**WORK TASK:**
Select every line below containing the word "Script".

___ MATERIAL TO PROCESS

use std::time::Duration;

use sysdash::core::system_monitor::{
    run_tick, DashboardState, InterfaceCounters, NetworkFamily, RenderGate, Totals,
};

use super::support::{iface, FakeNetwork, Script};

fn family(steps: Vec<Option<Vec<InterfaceCounters>>>) -> NetworkFamily {
    NetworkFamily::new(
        Box::new(FakeNetwork(Script::new(steps))),
        vec!["tun0".to_string()],
        Duration::from_secs(1),
    )
}

#[test]
fn test_two_samples_publish_recent_delta() {
    let gate = RenderGate::new(DashboardState::default());
    let mut net = family(vec![
        Some(vec![iface("eth0", 1000, 500)]),
        Some(vec![iface("eth0", 1500, 900)]),
    ]);

    assert!(run_tick(&mut net, &gate));
    gate.read(|state| {
        assert_eq!(state.network.recent, None);
        assert!(state.network.history.is_empty());
        assert_eq!(state.network.totals, Totals::new(1000, 500));
    });

    assert!(run_tick(&mut net, &gate));
    gate.read(|state| {
        assert_eq!(state.network.recent, Some(Totals::new(500, 400)));
        assert_eq!(state.network.history.recv_tail(1), vec![500]);
        assert_eq!(state.network.history.sent_tail(1), vec![400]);
        assert_eq!(state.network.recv_total_title, " Total RX:   1.5 KB");
        assert_eq!(state.network.sent_total_title, " Total TX: 900.0 B");
        assert_eq!(state.network.recv_rate_title, " RX/s:     500.0  B/s");
        assert_eq!(state.network.sent_rate_title, " TX/s:     400.0  B/s");
    });
}

#[test]
fn test_counter_reset_publishes_zero_then_recovers() {
    let gate = RenderGate::new(DashboardState::default());
    let mut net = family(vec![
        Some(vec![iface("eth0", 50_000, 20_000)]),
        Some(vec![iface("eth0", 100, 20_500)]),
        Some(vec![iface("eth0", 400, 21_000)]),
    ]);

    run_tick(&mut net, &gate);
    run_tick(&mut net, &gate);
    assert_eq!(
        gate.read(|s| s.network.recent),
        Some(Totals::new(0, 500))
    );

    run_tick(&mut net, &gate);
    assert_eq!(
        gate.read(|s| s.network.recent),
        Some(Totals::new(300, 500))
    );
}

#[test]
fn test_published_delta_is_never_negative() {
    let totals = [10u64, 5, 5, 9000, 3, 3, 400, 0, 12];
    let gate = RenderGate::new(DashboardState::default());
    let mut net = family(
        totals
            .iter()
            .map(|&t| Some(vec![iface("eth0", t, t / 2)]))
            .collect(),
    );

    for _ in &totals {
        run_tick(&mut net, &gate);
    }

    gate.read(|state| {
        assert_eq!(state.network.history.len(), totals.len() - 1);
        for (i, &recv) in state.network.history.recv.iter().enumerate() {
            let expected = totals[i + 1].saturating_sub(totals[i]);
            assert_eq!(recv, expected);
        }
    });
}

#[test]
fn test_excluded_interface_is_not_counted() {
    let gate = RenderGate::new(DashboardState::default());
    let mut net = family(vec![Some(vec![
        iface("eth0", 100, 10),
        iface("tun0", 1_000_000, 1_000_000),
    ])]);

    run_tick(&mut net, &gate);
    assert_eq!(gate.read(|s| s.network.totals), Totals::new(100, 10));
}

#[test]
fn test_source_failure_keeps_previous_state() {
    let gate = RenderGate::new(DashboardState::default());
    let mut net = family(vec![
        Some(vec![iface("eth0", 1000, 500)]),
        Some(vec![iface("eth0", 1500, 900)]),
        None,
    ]);

    run_tick(&mut net, &gate);
    run_tick(&mut net, &gate);
    let before = gate.read(|s| s.network.recv_rate_title.clone());

    assert!(!run_tick(&mut net, &gate));
    gate.read(|state| {
        assert_eq!(state.network.recv_rate_title, before);
        assert_eq!(state.network.recent, Some(Totals::new(500, 400)));
        assert_eq!(state.network.history.len(), 1);
    });
}

#[test]
fn test_rate_is_scaled_to_interval() {
    let gate = RenderGate::new(DashboardState::default());
    let mut net = NetworkFamily::new(
        Box::new(FakeNetwork(Script::new(vec![
            Some(vec![iface("eth0", 0, 0)]),
            Some(vec![iface("eth0", 4000, 2000)]),
        ]))),
        Vec::new(),
        Duration::from_secs(2),
    );

    run_tick(&mut net, &gate);
    run_tick(&mut net, &gate);
    assert_eq!(gate.read(|s| s.network.recent), Some(Totals::new(2000, 1000)));
}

______

**ANSWER FOR THE TASK:**
use super::support::{iface, FakeNetwork, Script};
        Box::new(FakeNetwork(Script::new(steps))),
        Box::new(FakeNetwork(Script::new(vec![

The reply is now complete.